Nedgalvin scowled at the old man’s mocking tone. He stood up to his full height. “Where am I? What is this place?”

“It’s true,” the old man said, sounding impressed. “You even have the accent.”

“What accent?”

“A southerner’s accent! Do you remember any of it?”

“Of what?”

“The drinking, the fighting, the woman you hurt. Helvero sent you here. He said your head got cracked, though why you’d want to imagine you were something as odious as a Lutawan officer, I don’t know. Must be you feel guilty about that woman you—”

Nedgalvin leaned down to peer through the spy hole. The old man drew back in surprise. He was short, or shrunken with years, but his shoulders were broad and his hands looked strong. Ominously, he carried both a cudgel and a coiled whip on a stiff belt at his waist.

He was standing in a narrow hallway, and though it was dimly lit, it looked to be as clean as the cell. Behind the old man was the door of another cell.

“Is Helvero here?” Nedgalvin asked.

The old man snorted. “He sent his orders, which is all we need.” The old man reached into a shirt pocket, pulled out a paper, unfolded it, and read, “Don’t kill him.” He looked up again at Nedgalvin. “That was the first part of it.” He returned his attention to the paper and took up reading again, pronouncing each word with care. “He was a good soldier once, but his delusion is offensive. Beat him anytime he repeats the story that he is a Lutawan officer.”

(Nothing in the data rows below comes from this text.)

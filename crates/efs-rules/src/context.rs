//! Per-request evaluation context.
//!
//! [`RequestResourceCache`] is the single source of truth for what the
//! current request implies. It fetches the submission, its form template and
//! the session's sign-in info on demand, at most once each per request.

use std::sync::atomic::{AtomicUsize, Ordering};
use std::sync::{Arc, LazyLock};

use efs_common::{FormTemplate, SignInInfo, Submission};
use http::{HeaderMap, Method};
use regex::Regex;
use tokio::sync::OnceCell;
use tracing::{debug, warn};

use crate::lookup::{Collaborators, FormTemplateLookup, SessionAccessor, SubmissionLookup};

/// `[/{prefix}...]/{submission_id}/company/{company_number}[/...]`
///
/// Any number of mount segments may precede the submission ID; the lazy
/// prefix binds to the first `/company/` segment.
static SUBMISSION_COMPANY_PATH: LazyLock<Regex> = LazyLock::new(|| {
    Regex::new(
        r"^(?:/[^/]+)*?/(?P<submission_id>[A-Za-z0-9]+)/company/(?P<company_number>[A-Za-z0-9]+)(?:/.*)?$",
    )
    .expect("submission company path pattern is valid")
});

/// Identifiers captured from a submission+company URL.
#[derive(Debug, Clone, Copy, PartialEq, Eq)]
pub struct CompanyPath<'a> {
    pub submission_id: &'a str,
    pub company_number: &'a str,
}

/// Match a request path against the submission+company URL shape.
pub fn match_company_path(path: &str) -> Option<CompanyPath<'_>> {
    let caps = SUBMISSION_COMPANY_PATH.captures(path)?;
    Some(CompanyPath {
        submission_id: caps.name("submission_id")?.as_str(),
        company_number: caps.name("company_number")?.as_str(),
    })
}

/// The parts of an inbound request the evaluator looks at.
#[derive(Debug, Clone)]
pub struct RequestInput {
    pub method: Method,
    pub path: String,
    pub headers: HeaderMap,
}

impl RequestInput {
    pub fn new(method: Method, path: impl Into<String>) -> Self {
        Self {
            method,
            path: path.into(),
            headers: HeaderMap::new(),
        }
    }

    pub fn with_headers(mut self, headers: HeaderMap) -> Self {
        self.headers = headers;
        self
    }

    /// Build from the head of an HTTP request.
    pub fn from_parts(parts: &http::request::Parts) -> Self {
        Self {
            method: parts.method.clone(),
            path: parts.uri.path().to_string(),
            headers: parts.headers.clone(),
        }
    }
}

/// Snapshot of backend calls made through one cache binding.
#[derive(Debug, Clone, Copy, Default, PartialEq, Eq)]
pub struct LookupStats {
    pub submission_lookups: usize,
    pub form_lookups: usize,
    pub sign_in_lookups: usize,
}

#[derive(Debug, Default)]
struct LookupCounters {
    submission: AtomicUsize,
    form: AtomicUsize,
    sign_in: AtomicUsize,
}

/// Marker for a resource that could not be resolved; never cached.
struct Unresolved;

/// Lazily resolved, request-scoped resources.
///
/// One instance per inbound request. Each slot is a [`OnceCell`], so a
/// resource is fetched once even when several chain links (or concurrent
/// futures) ask for it; a failed fetch leaves the slot empty and a later call
/// tries again. Rebinding with [`set_input`](Self::set_input) needs `&mut self`
/// and clears every slot when the request changes.
pub struct RequestResourceCache {
    input: Option<Arc<RequestInput>>,
    submissions: Arc<dyn SubmissionLookup>,
    forms: Arc<dyn FormTemplateLookup>,
    sessions: Arc<dyn SessionAccessor>,
    submission: OnceCell<Submission>,
    form: OnceCell<FormTemplate>,
    sign_in_info: OnceCell<SignInInfo>,
    counters: LookupCounters,
}

impl std::fmt::Debug for RequestResourceCache {
    fn fmt(&self, f: &mut std::fmt::Formatter<'_>) -> std::fmt::Result {
        f.debug_struct("RequestResourceCache")
            .field("input", &self.input)
            .field("submission", &self.submission.get())
            .field("form", &self.form.get())
            .field("sign_in_info", &self.sign_in_info.get())
            .finish()
    }
}

impl RequestResourceCache {
    /// Create an unbound cache. Every getter answers `None` until
    /// [`set_input`](Self::set_input) is called.
    pub fn new(collaborators: &Collaborators) -> Self {
        Self {
            input: None,
            submissions: collaborators.submissions.clone(),
            forms: collaborators.forms.clone(),
            sessions: collaborators.sessions.clone(),
            submission: OnceCell::new(),
            form: OnceCell::new(),
            sign_in_info: OnceCell::new(),
            counters: LookupCounters::default(),
        }
    }

    /// Bind the cache to a request.
    ///
    /// Binding a different request instance (compared by identity, not by
    /// value) drops every cached resource and resets the lookup counters.
    /// Binding the instance already bound keeps them.
    pub fn set_input(&mut self, input: Arc<RequestInput>) {
        let same_request = self
            .input
            .as_ref()
            .is_some_and(|current| Arc::ptr_eq(current, &input));

        if !same_request {
            self.submission.take();
            self.form.take();
            self.sign_in_info.take();
            self.counters = LookupCounters::default();
        }
        self.input = Some(input);
    }

    /// The request this cache is bound to.
    pub fn input(&self) -> Option<&RequestInput> {
        self.input.as_deref()
    }

    fn company_path(&self) -> Option<CompanyPath<'_>> {
        self.input().and_then(|input| match_company_path(&input.path))
    }

    /// Company number from the URL. Recomputed from the path on every call.
    pub fn get_company_number(&self) -> Option<&str> {
        self.company_path().map(|path| path.company_number)
    }

    /// The submission named in the URL, fetched on first use.
    pub async fn get_submission(&self) -> Option<&Submission> {
        self.submission
            .get_or_try_init(|| self.fetch_submission())
            .await
            .ok()
    }

    /// The form template of the submission, fetched on first use.
    ///
    /// `None` when there is no submission or the user has not chosen a form yet.
    pub async fn get_form(&self) -> Option<&FormTemplate> {
        self.form.get_or_try_init(|| self.fetch_form()).await.ok()
    }

    /// Sign-in info from the request's session, read on first use.
    pub async fn get_sign_in_info(&self) -> Option<&SignInInfo> {
        self.sign_in_info
            .get_or_try_init(|| self.fetch_sign_in_info())
            .await
            .ok()
    }

    /// Backend calls made since the cache was last bound to a new request.
    pub fn lookup_stats(&self) -> LookupStats {
        LookupStats {
            submission_lookups: self.counters.submission.load(Ordering::Relaxed),
            form_lookups: self.counters.form.load(Ordering::Relaxed),
            sign_in_lookups: self.counters.sign_in.load(Ordering::Relaxed),
        }
    }

    async fn fetch_submission(&self) -> Result<Submission, Unresolved> {
        let Some(path) = self.company_path() else {
            return Err(Unresolved);
        };

        self.counters.submission.fetch_add(1, Ordering::Relaxed);
        match self.submissions.get_submission(path.submission_id).await {
            Ok(submission) => {
                debug!(submission_id = %path.submission_id, "Submission resolved");
                Ok(submission)
            }
            Err(e) if e.is_not_found() => {
                debug!(submission_id = %path.submission_id, "Submission not found");
                Err(Unresolved)
            }
            Err(e) => {
                warn!(
                    submission_id = %path.submission_id,
                    code = e.error_code(),
                    error = %e,
                    "Submission lookup failed"
                );
                Err(Unresolved)
            }
        }
    }

    async fn fetch_form(&self) -> Result<FormTemplate, Unresolved> {
        let Some(form_type) = self.get_submission().await.and_then(|s| s.form_type()) else {
            return Err(Unresolved);
        };

        self.counters.form.fetch_add(1, Ordering::Relaxed);
        match self.forms.get_form_template(form_type).await {
            Ok(form) => {
                debug!(form_type = %form_type, "Form template resolved");
                Ok(form)
            }
            Err(e) => {
                warn!(
                    form_type = %form_type,
                    code = e.error_code(),
                    error = %e,
                    "Form template lookup failed"
                );
                Err(Unresolved)
            }
        }
    }

    async fn fetch_sign_in_info(&self) -> Result<SignInInfo, Unresolved> {
        let Some(input) = self.input() else {
            return Err(Unresolved);
        };

        self.counters.sign_in.fetch_add(1, Ordering::Relaxed);
        self.sessions.sign_in_info(input).await.ok_or(Unresolved)
    }
}
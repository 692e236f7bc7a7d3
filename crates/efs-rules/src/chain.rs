//! Short-circuiting chain of rules sharing one request cache.

use std::sync::Arc;

use tracing::debug;

use crate::context::RequestResourceCache;
use crate::specification::{BoxedSpec, Specification};

/// An ordered conjunction of rules evaluated against one
/// [`RequestResourceCache`].
///
/// Links run in the order they were appended. The first link that is not
/// satisfied ends the evaluation, so later links (and the lookups they would
/// trigger) never run. An empty chain is satisfied.
pub struct AuthorizationChain<'c> {
    cache: &'c RequestResourceCache,
    links: Vec<BoxedSpec<RequestResourceCache>>,
}

impl<'c> AuthorizationChain<'c> {
    pub fn new(cache: &'c RequestResourceCache) -> Self {
        Self {
            cache,
            links: Vec::new(),
        }
    }

    /// Add a link at the tail of the chain.
    pub fn append<S>(&mut self, link: S) -> &mut Self
    where
        S: Specification<RequestResourceCache> + 'static,
    {
        self.links.push(Arc::new(link));
        self
    }

    /// Add an already boxed link at the tail of the chain.
    pub fn append_boxed(&mut self, link: BoxedSpec<RequestResourceCache>) -> &mut Self {
        self.links.push(link);
        self
    }

    pub fn len(&self) -> usize {
        self.links.len()
    }

    pub fn is_empty(&self) -> bool {
        self.links.is_empty()
    }

    /// Link names in evaluation order.
    pub fn link_names(&self) -> Vec<&'static str> {
        self.links.iter().map(|link| link.name()).collect()
    }

    /// Evaluate every link in order, stopping at the first that fails.
    pub async fn evaluate(&self) -> bool {
        for link in &self.links {
            if !link.is_satisfied_by(self.cache).await {
                debug!(link = link.name(), "Authorization chain stopped");
                return false;
            }
        }
        true
    }
}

“Did Helvero tell you my name?” Nedgalvin asked.

The old man refolded the paper and put it back in his pocket. “You’ve shamed your family and they don’t want your name known. We’re supposed to call you Ned.”

“It’s Nedgalvin,” Nedgalvin said. He’d fought a hundred teenage battles to force his peers to use his proper name and he wasn’t about to tolerate the nickname from the mouth of this old fool. “And the accent is real. I
am
a Lutawan officer. A general, in fact. And the only reason I can think of that I’m still alive is because that fatherless spawn Helvero wants to make a present of me to the Bidden whore at a time of his choosing. So why don’t you save both of us unwanted time and trouble and send the message yourself? Tell Takis I’m here and that despite her best efforts I’m still alive. Ask the Bidden whore if she wants to go another round.”

This tirade ignited a look of rage in the old man’s eyes, but he showed more self-control than Nedgalvin expected, answering in controlled syllables. “You’re demon-ridden, boy. No doubt of it. But we’ll have you seeing straight again soon.”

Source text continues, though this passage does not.